I used to look forward to having time to sit down with my laptop and write to my heart’s content. Fiction, poetry, and whatever else came to mind.
But that is no more.
Now, when I sit down with my laptop, I am despondent.
First, I scan through my 70 or 80 or more emails. (It varies depending on how many days have passed since I last tried to catch up.) Most of them, I know, I will never get to.
[Aside: I’m sorry I haven’t kept up with all of you. I am trying but failing. Whenever I sit down and start reading, I start to panic. I don’t even understand why. Maybe I should just stop everything. I honestly don’t know.]
Then I try to write. I read through my idea list (which sucks, by the way). I revisit my draft posts. Sometimes I read some of my old published posts. Instead of inspiring me, though, those old posts make me cry.
I used to write. I used to write well. I miss looking forward to writing… happy to have time to write. But I don’t look forward to it. Not anymore. Instead, I have hopeless boredom and no inspiration or ability to write anything. When I could write, I never felt the hopeless boredom that plagues me now. But I cannot find anything inside me. Most days, I don’t even pick up my laptop. When I glance over at it, I feel sadness… almost sickness. Like it’s just lying there mocking me. If it could talk, it would say, “You are dead to me, Sandra. Don’t even touch me.”

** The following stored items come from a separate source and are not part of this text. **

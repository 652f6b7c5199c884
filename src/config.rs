//! Analysis configuration.
//!
//! Every field has a default, so a config file only needs to name what it
//! changes:
//!
//! ```
//! use narrative::analytics::topic::TopicModelType;
//! use narrative::config::AnalysisConfig;
//!
//! let config: AnalysisConfig =
//!     serde_json::from_str(r#"{ "topics": { "model_type": "nmf" } }"#).unwrap();
//! assert_eq!(config.topics.model_type, TopicModelType::Nmf);
//! assert_eq!(config.topics.num_topics, 5);
//! assert!(config.pipeline.stopword_flag);
//! ```

use std::fs;
use std::path::{Path, PathBuf};
use std::sync::Arc;

use log::debug;
use serde::{Deserialize, Serialize};

use crate::analysis::pipeline::PipelineConfig;
use crate::analysis::resources::LinguisticResources;
use crate::analytics::sentiment::SentimentLexicon;
use crate::analytics::topic::TopicModelType;
use crate::error::{NarrativeError, Result};

/// Topic extraction settings.
#[derive(Clone, Debug, PartialEq, Serialize, Deserialize)]
#[serde(default)]
pub struct TopicConfig {
    pub num_topics: usize,
    pub model_type: TopicModelType,
    /// Terms reported per topic.
    pub top_terms: usize,
    /// Model iterations; the model's own default when unset.
    pub max_iter: Option<usize>,
    pub seed: u64,
}

impl Default for TopicConfig {
    fn default() -> Self {
        TopicConfig {
            num_topics: 5,
            model_type: TopicModelType::Lda,
            top_terms: 10,
            max_iter: None,
            seed: 0,
        }
    }
}

/// Keyword ranking settings.
#[derive(Clone, Debug, PartialEq, Eq, Serialize, Deserialize)]
#[serde(default)]
pub struct KeywordConfig {
    pub top_n: usize,
}

impl Default for KeywordConfig {
    fn default() -> Self {
        KeywordConfig { top_n: 10 }
    }
}

/// Summarization settings.
#[derive(Clone, Debug, PartialEq, Eq, Serialize, Deserialize)]
#[serde(default)]
pub struct SummaryConfig {
    pub sentence_count: usize,
    /// Lemmatize the summary input. Follows `pipeline.lemma_flag` when unset.
    pub lemmatize: Option<bool>,
}

impl Default for SummaryConfig {
    fn default() -> Self {
        SummaryConfig {
            sentence_count: 3,
            lemmatize: None,
        }
    }
}

/// Optional replacements for the built-in linguistic resources.
#[derive(Clone, Debug, Default, PartialEq, Eq, Serialize, Deserialize)]
#[serde(default)]
pub struct ResourceConfig {
    pub stopwords_file: Option<PathBuf>,
    pub lemma_file: Option<PathBuf>,
    /// Sentiment lexicon in the [`SentimentLexicon::from_reader`] format.
    pub sentiment_lexicon_file: Option<PathBuf>,
}

impl ResourceConfig {
    /// Load the configured resources, using English for anything unset.
    pub fn load(&self) -> Result<LinguisticResources> {
        if self.stopwords_file.is_none() && self.lemma_file.is_none() {
            return Ok(LinguisticResources::english());
        }
        LinguisticResources::from_files(self.stopwords_file.as_deref(), self.lemma_file.as_deref())
    }

    /// Load the configured sentiment lexicon, or the built-in English one.
    pub fn load_sentiment_lexicon(&self) -> Result<Arc<SentimentLexicon>> {
        match &self.sentiment_lexicon_file {
            Some(path) => Ok(Arc::new(SentimentLexicon::from_file(path)?)),
            None => Ok(SentimentLexicon::english()),
        }
    }
}

/// Configuration for a full document analysis.
#[derive(Clone, Debug, Default, PartialEq, Serialize, Deserialize)]
#[serde(default)]
pub struct AnalysisConfig {
    pub pipeline: PipelineConfig,
    pub topics: TopicConfig,
    pub keywords: KeywordConfig,
    pub summary: SummaryConfig,
    pub resources: ResourceConfig,
}

impl AnalysisConfig {
    /// Read a JSON config file and validate it.
    pub fn from_file<P: AsRef<Path>>(path: P) -> Result<Self> {
        let path = path.as_ref();
        debug!("loading config from {}", path.display());
        let content = fs::read_to_string(path)?;
        let config: AnalysisConfig = serde_json::from_str(&content)?;
        config.validate()?;
        Ok(config)
    }

    /// Check value ranges.
    pub fn validate(&self) -> Result<()> {
        if self.topics.num_topics == 0 {
            return Err(NarrativeError::config("topics.num_topics must be at least 1"));
        }
        if self.topics.top_terms == 0 {
            return Err(NarrativeError::config("topics.top_terms must be at least 1"));
        }
        Ok(())
    }

    /// Whether the summary input is lemmatized.
    pub fn summary_lemmatize(&self) -> bool {
        self.summary.lemmatize.unwrap_or(self.pipeline.lemma_flag)
    }
}

#[cfg(test)]
mod tests {
    use super::*;
    use std::io::Write;

    #[test]
    fn test_defaults() {
        let config = AnalysisConfig::default();
        assert_eq!(config.pipeline, PipelineConfig::default());
        assert_eq!(config.topics.num_topics, 5);
        assert_eq!(config.topics.top_terms, 10);
        assert_eq!(config.keywords.top_n, 10);
        assert_eq!(config.summary.sentence_count, 3);
        assert!(!config.summary_lemmatize());
        assert!(config.validate().is_ok());
    }

    #[test]
    fn test_summary_lemmatize_follows_pipeline() {
        let mut config = AnalysisConfig::default();
        config.pipeline.lemma_flag = true;
        assert!(config.summary_lemmatize());
        config.summary.lemmatize = Some(false);
        assert!(!config.summary_lemmatize());
    }

    #[test]
    fn test_validate_rejects_zero_topics() {
        let mut config = AnalysisConfig::default();
        config.topics.num_topics = 0;
        assert!(matches!(config.validate(), Err(NarrativeError::Config(_))));

        let mut config = AnalysisConfig::default();
        config.topics.top_terms = 0;
        assert!(config.validate().is_err());
    }

    #[test]
    fn test_from_file() {
        let mut file = tempfile::NamedTempFile::new().unwrap();
        write!(
            file,
            r#"{{ "pipeline": {{ "stem_flag": true }}, "keywords": {{ "top_n": 3 }} }}"#
        )
        .unwrap();

        let config = AnalysisConfig::from_file(file.path()).unwrap();
        assert!(config.pipeline.stem_flag);
        assert!(config.pipeline.remove_space);
        assert_eq!(config.keywords.top_n, 3);
        assert_eq!(config.topics, TopicConfig::default());
    }

    #[test]
    fn test_from_file_errors() {
        let mut file = tempfile::NamedTempFile::new().unwrap();
        write!(file, "not json").unwrap();
        assert!(matches!(
            AnalysisConfig::from_file(file.path()),
            Err(NarrativeError::Json(_))
        ));

        let mut file = tempfile::NamedTempFile::new().unwrap();
        write!(file, r#"{{ "topics": {{ "num_topics": 0 }} }}"#).unwrap();
        assert!(AnalysisConfig::from_file(file.path()).is_err());

        assert!(matches!(
            AnalysisConfig::from_file("/nonexistent/config.json"),
            Err(NarrativeError::Io(_))
        ));
    }

    #[test]
    fn test_sentiment_lexicon_file() {
        let mut lexicon = tempfile::NamedTempFile::new().unwrap();
        writeln!(lexicon, "zippy 0.7 0.9").unwrap();

        let resources = ResourceConfig {
            sentiment_lexicon_file: Some(lexicon.path().to_path_buf()),
            ..ResourceConfig::default()
        };
        assert_eq!(resources.load_sentiment_lexicon().unwrap().len(), 1);
        assert!(!ResourceConfig::default().load_sentiment_lexicon().unwrap().is_empty());

        let missing = ResourceConfig {
            sentiment_lexicon_file: Some("/nonexistent/lexicon.txt".into()),
            ..ResourceConfig::default()
        };
        assert!(missing.load_sentiment_lexicon().is_err());
    }

    #[test]
    fn test_round_trip_json() {
        let mut config = AnalysisConfig::default();
        config.topics.model_type = TopicModelType::Nmf;
        let json = serde_json::to_string(&config).unwrap();
        let parsed: AnalysisConfig = serde_json::from_str(&json).unwrap();
        assert_eq!(parsed, config);
    }
}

I know I have no obligation to post here. No obligations to anyone. I know this. It feels like I’ve already [mostly] lost my little ‘community‘ that I had here. I could just disappear. Some days, I think that would be best. For me, I mean. Because when my laptop mocks me, staying away from it seems to be the best option. But that makes me sad, too. The quintessential no-win situation.
Trying upsets me. Sometimes, being around here at all upsets me. But writing was my way out of my own head. You were my way out. And I need that. It’s not because I feel obligated to write for you. It’s because I want to write. For me. I just want to write. Period.
If I didn’t care, it would be easier. But I want to be able to write again. I miss it so much. Other than the not-really-fiction story I was inexplicably able to write for last April’s A to Z challenge, I haven’t written any new fiction for well over a year… probably going on two years. It’s not writer’s block… it’s writer’s death.
Maybe it wouldn’t be as bad if I had a substitute activity in my life. A substitute anything. But I don’t have anything. Nothing interests me. Nothing excites me. Not like writing used to. I just want to be there again.
Writing was always my escape. Now I don’t have one.